In case you're really as bitter as you sound, this is because a large number of those teachers spend their personal income on classroom supplies and decorations to improve the lives of their students.
They feel like they are doing a net good for society by basically donating their free time and their money to our public education system.
Where I was a teacher, $60k was the highest you could earn without a PhD. And it took 10 years to work your way up to that level.
EDIT: This was 5 years ago. I doubt teachers are making thousands of dollars more these days. My point is, the argument "teachers make so much money! What are they complaining about" is at best misinformed.
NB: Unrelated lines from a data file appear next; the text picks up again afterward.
use std::collections::{HashMap, VecDeque};
use std::sync::Mutex;
use std::sync::atomic::{AtomicUsize, Ordering};
use std::time::Duration;

use anyhow::anyhow;
use async_trait::async_trait;
use regex::Regex;
use serde_json::{Value, json};
use tsync_core::{
    AdapterError, EmitResponse, Emitter, EventRegistration, InboundEvent, Indicators, Listener,
    MetadataFormat, NoteFetcher, ReceiptContext, TransmitContext,
};

/// Scriptable in-memory chat service covering the listener, emitter and
/// note-fetcher capabilities at once.
///
/// Sent payloads are recorded and their bodies appended to the destination
/// thread's note history, so connection markers written through the emitter
/// become discoverable through the note fetcher, the way they would be on a
/// real service.
pub struct FakeMessenger {
    service: String,
    indicators: Indicators,
    registrations: Mutex<Vec<EventRegistration>>,
    notes: Mutex<HashMap<String, Vec<String>>>,
    sent: Mutex<Vec<Value>>,
    send_delays: Mutex<VecDeque<Duration>>,
    send_failures: Mutex<VecDeque<String>>,
    fetch_failures: Mutex<VecDeque<String>>,
    counter: AtomicUsize,
}

impl FakeMessenger {
    pub fn new(service: impl Into<String>, indicators: Indicators) -> Self {
        Self {
            service: service.into(),
            indicators,
            registrations: Mutex::new(Vec::new()),
            notes: Mutex::new(HashMap::new()),
            sent: Mutex::new(Vec::new()),
            send_delays: Mutex::new(VecDeque::new()),
            send_failures: Mutex::new(VecDeque::new()),
            fetch_failures: Mutex::new(VecDeque::new()),
            counter: AtomicUsize::new(1),
        }
    }

    pub fn service(&self) -> &str {
        &self.service
    }

    /// Raw payloads handed to `send_payload`, in send order.
    pub fn sent(&self) -> Vec<Value> {
        self.sent.lock().unwrap().clone()
    }

    pub fn registration_names(&self) -> Vec<String> {
        self.registrations
            .lock()
            .unwrap()
            .iter()
            .map(|r| r.name.clone())
            .collect()
    }

    pub fn registered_events(&self) -> Vec<String> {
        self.registrations
            .lock()
            .unwrap()
            .iter()
            .flat_map(|r| r.events.clone())
            .collect()
    }

    /// Seeds a pre-existing note body in a thread's history.
    pub fn push_note(&self, thread: &str, body: &str) {
        self.notes
            .lock()
            .unwrap()
            .entry(thread.to_string())
            .or_default()
            .push(body.to_string());
    }

    pub fn notes_in(&self, thread: &str) -> Vec<String> {
        self.notes
            .lock()
            .unwrap()
            .get(thread)
            .cloned()
            .unwrap_or_default()
    }

    /// Makes the next `send_payload` call fail with an API error.
    pub fn fail_next_send(&self, reason: &str) {
        self.send_failures
            .lock()
            .unwrap()
            .push_back(reason.to_string());
    }

    /// Makes the next `fetch_notes` call fail with an API error.
    pub fn fail_next_fetch(&self, reason: &str) {
        self.fetch_failures
            .lock()
            .unwrap()
            .push_back(reason.to_string());
    }

    /// Delays the next `send_payload` call, for ordering tests.
    pub fn push_send_delay(&self, delay: Duration) {
        self.send_delays.lock().unwrap().push_back(delay);
    }

    /// Replays a vendor webhook into every registration listening for
    /// `event_type`.
    pub async fn emit_inbound(&self, context: &str, event_type: &str, raw: Value) {
        let handlers: Vec<_> = self
            .registrations
            .lock()
            .unwrap()
            .iter()
            .filter(|r| r.events.iter().any(|e| e == event_type))
            .map(|r| r.handler.clone())
            .collect();
        for handler in handlers {
            handler(InboundEvent {
                context: context.to_string(),
                event_type: event_type.to_string(),
                raw: raw.clone(),
            })
            .await;
        }
    }

    fn next_id(&self) -> usize {
        self.counter.fetch_add(1, Ordering::SeqCst)
    }
}

#[async_trait]
impl Listener for FakeMessenger {
    fn service_name(&self) -> &str {
        &self.service
    }

    fn translate_event_name(&self, generic: &str) -> String {
        format!("{}-{}", self.service, generic)
    }

    fn register_event(&self, registration: EventRegistration) {
        self.registrations.lock().unwrap().push(registration);
    }

    async fn make_generic(&self, raw: &Value) -> Result<ReceiptContext, AdapterError> {
        let mut receipt: ReceiptContext =
            serde_json::from_value(raw.clone()).map_err(|err| AdapterError::InvalidPayload {
                service: self.service.clone(),
                reason: err.to_string(),
            })?;
        let meta = self.indicators.extract(&receipt.text);
        receipt.text = meta.content;
        if meta.genesis.is_some() {
            receipt.genesis = meta.genesis;
            receipt.hidden = meta.hidden;
        }
        Ok(receipt)
    }
}

#[async_trait]
impl Emitter for FakeMessenger {
    fn service_name(&self) -> &str {
        &self.service
    }

    async fn make_specific(&self, event: &TransmitContext) -> Result<Value, AdapterError> {
        if event.to_ids.thread.is_none() && event.title.is_none() {
            return Err(AdapterError::InvalidPayload {
                service: self.service.clone(),
                reason: "cannot open a thread without a title".to_string(),
            });
        }
        let origin = event
            .genesis
            .clone()
            .unwrap_or_else(|| event.source.clone());
        let marker = self
            .indicators
            .stringify(event.hidden, &origin, MetadataFormat::Markdown);
        Ok(json!({
            "service": self.service,
            "flow": event.to_ids.flow,
            "user": event.to_ids.user,
            "token": event.to_ids.token,
            "thread": event.to_ids.thread,
            "title": event.title,
            "hidden": event.hidden,
            "body": format!("{}\n{}", event.text, marker),
        }))
    }

    async fn send_payload(&self, payload: &Value) -> Result<EmitResponse, AdapterError> {
        let delay = self.send_delays.lock().unwrap().pop_front();
        if let Some(delay) = delay {
            tokio::time::sleep(delay).await;
        }
        let failure = self.send_failures.lock().unwrap().pop_front();
        if let Some(reason) = failure {
            return Err(AdapterError::Api {
                service: self.service.clone(),
                source: anyhow!(reason),
            });
        }
        let n = self.next_id();
        let thread = payload
            .get("thread")
            .and_then(Value::as_str)
            .map(str::to_string)
            .unwrap_or_else(|| format!("{}-t{n}", self.service));
        if let Some(body) = payload.get("body").and_then(Value::as_str) {
            self.push_note(&thread, body);
        }
        self.sent.lock().unwrap().push(payload.clone());
        Ok(EmitResponse {
            message: format!("{}-m{n}", self.service),
            thread: thread.clone(),
            url: Some(format!("https://{}.test/{thread}", self.service)),
        })
    }
}

#[async_trait]
impl NoteFetcher for FakeMessenger {
    async fn fetch_notes(
        &self,
        thread: &str,
        _flow: &str,
        filter: &Regex,
    ) -> Result<Vec<String>, AdapterError> {
        let failure = self.fetch_failures.lock().unwrap().pop_front();
        if let Some(reason) = failure {
            return Err(AdapterError::Api {
                service: self.service.clone(),
                source: anyhow!(reason),
            });
        }
        Ok(self
            .notes
            .lock()
            .unwrap()
            .get(thread)
            .map(|bodies| {
                bodies
                    .iter()
                    .filter(|body| filter.is_match(body))
                    .cloned()
                    .collect()
            })
            .unwrap_or_default())
    }
}
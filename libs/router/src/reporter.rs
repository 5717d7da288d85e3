//! Failure reporting back into the source conversation.
//!
//! When the pipeline fails after accepting a message, the author deserves
//! to hear about it where they wrote it: a hidden system note is posted
//! into the source thread. If even that fails, the event is dumped to the
//! log between eye-catching delimiters so it can be replayed by hand.

use std::sync::Arc;

use tracing::{error, warn};
use tsync_core::{AdapterRegistry, HandleContext, TargetIds};

use crate::RouteError;
use crate::dispatch::dispatch;
use crate::resolver::CredentialResolver;

pub struct ErrorReporter {
    registry: Arc<AdapterRegistry>,
    resolver: Arc<CredentialResolver>,
}

impl ErrorReporter {
    pub fn new(registry: Arc<AdapterRegistry>, resolver: Arc<CredentialResolver>) -> Self {
        Self { registry, resolver }
    }

    /// Posts a hidden note into the source thread describing the failure,
    /// using the system account. Never fails; an undeliverable report falls
    /// back to the last-resort log block.
    pub async fn report(&self, err: &RouteError, event: &HandleContext) {
        warn!(
            from = %event.source(),
            to = %event.to,
            error = %err,
            "message could not be routed"
        );
        if let Err(report_err) = self.try_report(err, event).await {
            warn!(error = %report_err, "error report could not be delivered");
            log_last_resort(event);
        }
    }

    async fn try_report(&self, err: &RouteError, event: &HandleContext) -> Result<(), RouteError> {
        let source_ids = event.source_ids();
        let mut note = HandleContext::system_message(
            event.source(),
            TargetIds {
                flow: source_ids.flow.clone(),
                thread: Some(source_ids.thread.clone()),
                ..TargetIds::default()
            },
            format!("{} reports `{err}`", event.to),
        );
        self.resolver.resolve_system(&mut note)?;
        dispatch(&self.registry, &mut note).await?;
        Ok(())
    }
}

/// Delimited dump of an event that could not be routed or reported.
fn log_last_resort(event: &HandleContext) {
    error!("v!!!v");
    match serde_json::to_string(event) {
        Ok(json) => error!(%json, "undeliverable event"),
        Err(_) => error!(?event, "undeliverable event"),
    }
    error!("^!!!^");
}
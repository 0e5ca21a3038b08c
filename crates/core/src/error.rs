// Copyright (C) 2026 Fred Clausen
// Use of this source code is governed by an MIT-style
// license that can be found in the LICENSE file or at
// https://opensource.org/licenses/MIT.

use crate::ports::StoreError;
use leave_ledger_domain::DomainError;
use thiserror::Error;

/// Errors returned by engine operations.
#[derive(Debug, Clone, PartialEq, Eq, Error)]
pub enum CoreError {
    /// The request violates a leave policy rule.
    #[error("{0}")]
    Validation(#[from] DomainError),
    /// The actor may not perform the operation.
    #[error("Not authorized: {0}")]
    Authorization(String),
    /// The application is not in a state that allows the operation.
    #[error("Invalid state: {0}")]
    State(String),
    /// A referenced resource does not exist.
    #[error("{resource} {id} not found")]
    NotFound {
        /// Kind of resource.
        resource: &'static str,
        /// Its identifier.
        id: i64,
    },
    /// Organizational data is incomplete.
    #[error("Configuration error: {0}")]
    Configuration(String),
    /// The store failed.
    #[error("Internal error: {0}")]
    Internal(#[from] StoreError),
}
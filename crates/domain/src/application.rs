// Copyright (C) 2026 Fred Clausen
// Use of this source code is governed by an MIT-style
// license that can be found in the LICENSE file or at
// https://opensource.org/licenses/MIT.

use crate::calendar::{HolidayCalendar, add_days, required_days};
use crate::days::Days;
use crate::error::DomainError;
use crate::leave_type::LeaveType;
use crate::policy::CANCELLATION_GRACE_DAYS;
use crate::types::{ApplicationId, EmployeeId, LeaveStatus};
use serde::{Deserialize, Serialize};
use time::Date;

/// Returns `true` if two inclusive date ranges share at least one day.
#[must_use]
pub fn ranges_overlap(a_start: Date, a_end: Date, b_start: Date, b_end: Date) -> bool {
    a_start <= b_end && a_end >= b_start
}

/// A leave request as submitted by an employee.
///
/// `end_date` may be omitted for half-day and fixed-duration types, whose
/// end date is always derived from the start date.
#[derive(Debug, Clone, PartialEq, Eq, Serialize, Deserialize)]
pub struct LeaveDraft {
    /// Requested leave type.
    pub leave_type: LeaveType,
    /// First day of leave.
    pub start_date: Date,
    /// Last day of leave.
    pub end_date: Option<Date>,
    /// Free-text reason.
    pub reason: String,
}

/// A validated application ready to be stored.
///
/// New applications are always stored as pending.
#[derive(Debug, Clone, PartialEq, Eq)]
pub struct NewLeaveApplication {
    /// Applicant.
    pub employee_id: EmployeeId,
    /// Leave type.
    pub leave_type: LeaveType,
    /// First day of leave.
    pub start_date: Date,
    /// Last day of leave.
    pub end_date: Date,
    /// Free-text reason.
    pub reason: String,
    /// Day the request was made.
    pub applied_on: Date,
    /// The applicant's manager at application time.
    pub approver_id: EmployeeId,
    /// Bucket balance left once this request is counted.
    ///
    /// This is the remainder after the request, unlike the snapshot a
    /// decision records, which is the refreshed balance at decision time.
    pub remaining_leaves: Days,
    /// Whether the request covers half a day.
    pub is_half_day: bool,
    /// Applicant's department at application time.
    pub department: Option<String>,
}

/// A stored leave application.
#[derive(Debug, Clone, PartialEq, Eq)]
pub struct LeaveApplication {
    /// Identifier.
    pub id: ApplicationId,
    /// Applicant.
    pub employee_id: EmployeeId,
    /// Leave type.
    pub leave_type: LeaveType,
    /// First day of leave.
    pub start_date: Date,
    /// Last day of leave.
    pub end_date: Date,
    /// Free-text reason.
    pub reason: String,
    /// Current status.
    pub status: LeaveStatus,
    /// Day the request was made.
    pub applied_on: Date,
    /// The approver fixed at application time.
    pub approver_id: EmployeeId,
    /// Bucket balance recorded at the last apply or decision.
    ///
    /// At apply the request is already deducted from it. Approve and cancel
    /// overwrite it with the refreshed bucket remainder.
    pub remaining_leaves: Option<Days>,
    /// Whether the application covers half a day.
    pub is_half_day: bool,
    /// Applicant's department at application time.
    pub department: Option<String>,
}

impl LeaveApplication {
    /// Materializes a stored application from a new one and its identifier.
    #[must_use]
    pub fn from_new(id: ApplicationId, new: NewLeaveApplication) -> Self {
        Self {
            id,
            employee_id: new.employee_id,
            leave_type: new.leave_type,
            start_date: new.start_date,
            end_date: new.end_date,
            reason: new.reason,
            status: LeaveStatus::Pending,
            applied_on: new.applied_on,
            approver_id: new.approver_id,
            remaining_leaves: Some(new.remaining_leaves),
            is_half_day: new.is_half_day,
            department: new.department,
        }
    }

    /// Returns `true` if this application shares a day with `start..=end`.
    #[must_use]
    pub fn overlaps(&self, start: Date, end: Date) -> bool {
        ranges_overlap(self.start_date, self.end_date, start, end)
    }

    /// Returns `true` if this application covers `date`.
    #[must_use]
    pub fn covers(&self, date: Date) -> bool {
        self.start_date <= date && date <= self.end_date
    }

    /// Leave this application consumes from its bucket.
    #[must_use]
    pub fn required_days(&self, calendar: &dyn HolidayCalendar) -> Days {
        required_days(
            self.leave_type,
            self.start_date,
            self.end_date,
            self.is_half_day,
            calendar,
        )
    }

    /// Last day on which an approved application may still be cancelled.
    ///
    /// # Errors
    ///
    /// Returns `DomainError::DateArithmeticOverflow` if the deadline is out of range.
    pub fn cancellation_deadline(&self) -> Result<Date, DomainError> {
        add_days(self.end_date, CANCELLATION_GRACE_DAYS)
    }

    /// Returns `true` if the application can still be cancelled on `today`.
    #[must_use]
    pub fn is_cancellable_on(&self, today: Date) -> bool {
        self.status == LeaveStatus::Approved
            && self
                .cancellation_deadline()
                .is_ok_and(|deadline| today <= deadline)
    }
}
If you're hurting for money, try substitute teaching for 1 or 2 days and see what the difference is between a teacher's workday and your own. You'll probably take your less than $60k job over their most-likely-also-less-than-$60k-more-like-$30k-job
When I taught, I was working 10-12 hour days (some of this was due to my own inefficiency, and some of it was due to the massive inefficiency of the school in which I taught) and pulled in about $30k/year. Our salary schedule was such that the most I could earn without a doctorate was about $38k (after 20 years of experience).
That said, there are plenty of grant programs within schools. At least two of the districts in the city in which I live now have foundations set aside for things like this.
I am a teacher in private practice. I agree that teaching well is hard work. I also agree with others here that many teaching positions offer good pay (without necessarily requiring good-quality work, I might add). The pay is adequate for paying list price for many useful software products, and it compares well with the pay from many other occupations.
Yes, teachers have an extremely stressful typical workday, particularly if they have a subject that involves grading papers or if they have to deal with parents. I don't think anyone is disputing that they should be making decent money. However, that gives them no right to automatic discounts just because they happen to work for an educational institution. Obviously patio11 would prefer his own job. What does that have to do with it?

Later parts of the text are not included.